Collected data entries
▼

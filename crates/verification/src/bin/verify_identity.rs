//! Identity kernel verification binary
//!
//! Fills an input image, runs the identity kernel into an output image and
//! prints how many output texels differ from the expected value. Runs either a
//! single scenario described by flags or every scenario in a YAML manifest.

use clap::Parser;
use std::path::PathBuf;
use std::process::ExitCode;
use texel_harness::{ContextOptions, GpuContext, SyncPolicy, TexelFormat};
use texel_harness_verification::{
    runner::run_scenario,
    scenario::{Scenario, ScenarioManifest},
};

#[derive(Parser)]
#[command(version, about = "Dispatches the identity kernel and counts mismatching texels")]
struct Args {
    /// YAML manifest of scenarios; overrides the single-run flags
    #[arg(long, short)]
    manifest: Option<PathBuf>,

    #[arg(long, default_value_t = 32)]
    width: u32,

    #[arg(long, default_value_t = 32)]
    height: u32,

    /// Texel format (r8uint, r32uint)
    #[arg(long, short, default_value = "r8uint")]
    format: TexelFormat,

    /// Value the input image is filled with
    #[arg(long, default_value_t = 255)]
    fill: u64,

    /// Value every output texel is compared against
    #[arg(long, short, default_value_t = 255)]
    expected: u64,

    /// Value the output image holds before dispatch
    #[arg(long)]
    sentinel: Option<u64>,

    /// Give up waiting for the device after this many milliseconds
    #[arg(long)]
    timeout_ms: Option<u64>,

    /// Use a software fallback adapter
    #[arg(long)]
    fallback_adapter: bool,

    #[arg(long, short)]
    verbose: bool,
}

#[tokio::main]
async fn main() -> Result<ExitCode, Box<dyn std::error::Error>> {
    let args = Args::parse();

    let level = if args.verbose { tracing::Level::DEBUG } else { tracing::Level::INFO };
    tracing_subscriber::fmt().with_max_level(level).init();

    let scenarios = match &args.manifest {
        Some(path) => ScenarioManifest::from_file(path)?.scenarios,
        None => vec![Scenario {
            expected: args.expected,
            sentinel: args.sentinel,
            ..Scenario::uniform("command line", args.width, args.height, args.format, args.fill)
        }],
    };

    let context = GpuContext::new(ContextOptions {
        force_fallback_adapter: args.fallback_adapter,
        sync: SyncPolicy {
            timeout: args.timeout_ms.map(std::time::Duration::from_millis),
            cancel: None,
        },
        ..Default::default()
    })
    .await?;

    let mut failures = 0;
    for scenario in &scenarios {
        if !context.supports_read_write_storage(scenario.format) {
            tracing::warn!(scenario = %scenario.name, format = ?scenario.format, "adapter cannot write this format from a kernel");
        }

        match run_scenario(&context, scenario) {
            Ok(outcome) => {
                let mark = if outcome.passed() { "✓" } else { "✗" };
                println!(
                    "{mark} {}: {} mismatches of {} texels (expected {})",
                    outcome.name,
                    outcome.report.mismatches,
                    outcome.report.texel_count(),
                    outcome.expected_mismatches
                );
                if !outcome.passed() {
                    failures += 1;
                }
            }
            Err(e) => {
                eprintln!("✗ {}: {e}", scenario.name);
                failures += 1;
            }
        }
    }

    if failures > 0 {
        eprintln!("{failures} of {} scenarios failed", scenarios.len());
        return Ok(ExitCode::FAILURE);
    }
    Ok(ExitCode::SUCCESS)
}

▲

__TASK GOAL__: Only one stretch of the records above is wanted: the lines between the one holding "a YAML manifest." and the one holding "#[derive(Parser)]", inclusive, reproduced exactly.

__ANSWER FOR THIS EXERCISE__:
//! single scenario described by flags or every scenario in a YAML manifest.

use clap::Parser;
use std::path::PathBuf;
use std::process::ExitCode;
use texel_harness::{ContextOptions, GpuContext, SyncPolicy, TexelFormat};
use texel_harness_verification::{
    runner::run_scenario,
    scenario::{Scenario, ScenarioManifest},
};

#[derive(Parser)]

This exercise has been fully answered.